Do you remember the millennium bug? We were all warned that on new year’s day of 2000, our computers would cease to function properly. Didn’t happen. What DID happen around that time however was a quiet but seismic shift in assumptions about the goals of pronunciation teaching.
In the late nineties, people like Brian Jenner were already worrying away at the unchallenged assumption that learners should aim for one of the standard, prestige accents of English such as RP. Jenner (Jenner 1997) pointed out that millions of people were able to make themselves understood in any number of regional or global native accents, so why would we insist on a specific variety?

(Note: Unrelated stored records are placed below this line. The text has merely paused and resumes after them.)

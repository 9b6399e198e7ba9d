//! Utility functions shared by the build layer.
//!
//! - Virtual module ID construction and parsing
//! - Placeholder tokens for not-yet-emitted script URLs
//! - Source path normalization
//! - Output file naming
//! - JS string escaping (injection-safe)

use std::path::Path;

use regex::Regex;

use crate::{CrxError, ExecutionWorld};

// ---------------------------------------------------------------------------
// Virtual Module IDs
// ---------------------------------------------------------------------------

/// Prefix for all crate-owned virtual modules.
/// The `\0` prefix prevents filesystem resolution collisions.
pub const VIRTUAL_PREFIX: &str = "\0crx:";

const DYNAMIC_SCRIPT_PREFIX: &str = "\0crx:dynamic-script:";

/// Virtual module ID for a `?script` import of `path` in `world`.
pub fn dynamic_script_virtual_id(world: ExecutionWorld, path: &str) -> String {
    format!("{}{}/{}", DYNAMIC_SCRIPT_PREFIX, world.as_str(), path)
}

/// Split a dynamic-script virtual ID back into world and path.
pub fn parse_dynamic_script_virtual_id(id: &str) -> Option<(ExecutionWorld, &str)> {
    let rest = id.strip_prefix(DYNAMIC_SCRIPT_PREFIX)?;
    let (world, path) = rest.split_once('/')?;
    let world = match world {
        "main" => ExecutionWorld::Main,
        "isolated" => ExecutionWorld::Isolated,
        _ => return None,
    };
    Some((world, path))
}

pub fn is_virtual(id: &str) -> bool {
    id.starts_with(VIRTUAL_PREFIX)
}

/// Reject user-space imports that reach into the `\0crx:` namespace.
pub fn reject_internal_specifier(importer: &str, specifier: &str) -> Result<(), CrxError> {
    if specifier.starts_with('\0')
        || specifier.contains("\\0crx:")
        || specifier.contains("%00crx:")
    {
        return Err(CrxError::InvalidScriptImport {
            importer: importer.to_string(),
            specifier: specifier.escape_default().to_string(),
            reason: "the \\0crx: namespace is reserved".into(),
        });
    }
    Ok(())
}

// ---------------------------------------------------------------------------
// Placeholders
// ---------------------------------------------------------------------------

/// Shape of every script placeholder, for leftover detection.
pub const PLACEHOLDER_PATTERN: &str = r"__CRX_SCRIPT_[0-9a-f]{8}__";

/// Opaque token standing in for the runtime URL of a script whose output
/// name is not known yet.
pub fn script_placeholder(logical_id: &str) -> String {
    format!("__CRX_SCRIPT_{}__", stable_hash_8(logical_id))
}

/// Every placeholder still present in `code`.
pub fn find_placeholders(code: &str) -> Result<Vec<String>, CrxError> {
    let re = compile_regex(PLACEHOLDER_PATTERN)?;
    Ok(re.find_iter(code).map(|m| m.as_str().to_string()).collect())
}

// ---------------------------------------------------------------------------
// Hashing
// ---------------------------------------------------------------------------

/// Deterministic 8-hex-digit content hash.
pub fn stable_hash_8(content: &str) -> String {
    stable_hash_8_bytes(content.as_bytes())
}

pub fn stable_hash_8_bytes(content: &[u8]) -> String {
    let mut hash: i32 = 0;
    for byte in content {
        hash = hash
            .wrapping_shl(5)
            .wrapping_sub(hash)
            .wrapping_add(*byte as i32);
    }
    let normalized = hash.wrapping_abs() as u32;
    format!("{normalized:08x}")
}

// ---------------------------------------------------------------------------
// Paths
// ---------------------------------------------------------------------------

/// Normalize a manifest or import path to the root-relative form used as a
/// key everywhere in the crate: forward slashes, no `./`, no leading `/`.
pub fn normalize_source_path(path: &str) -> String {
    let unified = path.replace('\\', "/");
    let trimmed = unified.trim_start_matches('/');
    if trimmed.is_empty() {
        return String::new();
    }
    let cleaned = path_clean::clean(Path::new(trimmed));
    let cleaned = cleaned.to_string_lossy().replace('\\', "/");
    if cleaned == "." {
        String::new()
    } else {
        cleaned
    }
}

/// Resolve `specifier` against the file that imports it.
/// Specifiers starting with `/` are root-relative.
pub fn join_specifier(importer: &str, specifier: &str) -> String {
    if specifier.starts_with('/') {
        return normalize_source_path(specifier);
    }
    let dir = match importer.rfind('/') {
        Some(idx) => &importer[..idx],
        None => "",
    };
    if dir.is_empty() {
        normalize_source_path(specifier)
    } else {
        normalize_source_path(&format!("{}/{}", dir, specifier))
    }
}

/// Relative (`./`, `../`) or root-relative (`/`) specifiers. Everything else
/// is a package import owned by the bundler.
pub fn is_path_specifier(specifier: &str) -> bool {
    specifier.starts_with("./") || specifier.starts_with("../") || specifier.starts_with('/')
}

/// Split `path?query`.
pub fn split_query(specifier: &str) -> (&str, Option<&str>) {
    match specifier.split_once('?') {
        Some((path, query)) => (path, Some(query)),
        None => (specifier, None),
    }
}

/// Manifest values that are match globs rather than file paths.
pub fn is_glob_pattern(path: &str) -> bool {
    path.contains('*') || path.contains('<')
}

/// Lower-cased extension of `path`, empty if none.
pub fn extension_of(path: &str) -> String {
    Path::new(path)
        .extension()
        .map(|e| e.to_string_lossy().to_ascii_lowercase())
        .unwrap_or_default()
}

pub fn is_script_path(path: &str) -> bool {
    matches!(
        extension_of(path).as_str(),
        "js" | "mjs" | "cjs" | "ts" | "mts" | "tsx" | "jsx"
    )
}

pub fn is_style_path(path: &str) -> bool {
    matches!(
        extension_of(path).as_str(),
        "css" | "scss" | "sass" | "less"
    )
}

pub fn is_html_path(path: &str) -> bool {
    matches!(extension_of(path).as_str(), "html" | "htm")
}

/// Extension a source file has once bundled.
pub fn output_extension(path: &str) -> String {
    let ext = extension_of(path);
    match ext.as_str() {
        "ts" | "mts" | "tsx" | "jsx" | "mjs" | "cjs" => "js".into(),
        "scss" | "sass" | "less" => "css".into(),
        "htm" => "html".into(),
        _ => ext,
    }
}

/// `assets/<stem>.<hash8>.<ext>` for a bundled file.
pub fn hashed_file_name(source_path: &str, content: &[u8]) -> String {
    asset_name(source_path, None, content)
}

/// `assets/<stem>.<variant>.<hash8>.<ext>`, for a source emitted once per
/// variant (a dynamic script per execution world).
pub fn hashed_variant_file_name(source_path: &str, variant: &str, content: &[u8]) -> String {
    asset_name(source_path, Some(variant), content)
}

fn asset_name(source_path: &str, variant: Option<&str>, content: &[u8]) -> String {
    let mut name = Path::new(source_path)
        .file_stem()
        .map(|s| s.to_string_lossy().into_owned())
        .unwrap_or_else(|| "asset".into());
    if let Some(variant) = variant {
        name.push('.');
        name.push_str(variant);
    }
    let ext = output_extension(source_path);
    let hash = stable_hash_8_bytes(content);
    if ext.is_empty() {
        format!("assets/{}.{}", name, hash)
    } else {
        format!("assets/{}.{}.{}", name, hash, ext)
    }
}

// ---------------------------------------------------------------------------
// JS String Escaping
// ---------------------------------------------------------------------------

/// Escape a string for safe embedding inside a JS double-quoted string literal.
pub fn escape_js_string(s: &str) -> String {
    let mut out = String::with_capacity(s.len() + 16);
    for c in s.chars() {
        match c {
            '"' => out.push_str("\\\""),
            '\\' => out.push_str("\\\\"),
            '\n' => out.push_str("\\n"),
            '\r' => out.push_str("\\r"),
            '\t' => out.push_str("\\t"),
            c => out.push(c),
        }
    }
    out
}

// ---------------------------------------------------------------------------
// Regex
// ---------------------------------------------------------------------------

pub(crate) fn compile_regex(pattern: &str) -> Result<Regex, CrxError> {
    Regex::new(pattern)
        .map_err(|e| CrxError::BundlerError(format!("failed to compile pattern: {e}")))
}

// ---------------------------------------------------------------------------
// Tests
// ---------------------------------------------------------------------------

But why stop at ‘native’? Surely there were even more people around the globe who were effectively communicating with one another in accents of English which could not be considered ‘native’, so why even insist on a native-like one? This premise seems obvious in hindsight, but it took Jennifer Jenkins (Jenkins 2000) to make it explicit and begin to explore its implications. Let’s call the premise, ‘The ELF Premise’ (where ELF stands for English as a Lingua Franca).
There have been plenty of arguments, to and fro, about the implications of The ELF Premise, but few people would coherently deny the premise itself – namely, that English is now used as a global lingua franca, and that this must be borne in mind when we are thinking about the goals of pronunciation teaching. If, as I suggest, the premise is unquestionable, then we no longer need to spend time arguing in its favour, and instead, we may concentrate on assimilating it into our pedagogical phonology model. This process of assimilation following the seismic shift is what I am calling ‘Post-ELF’, and the assimilation is what I propose to attempt in my talk at IATEFL 2018. Hope to see some of you there!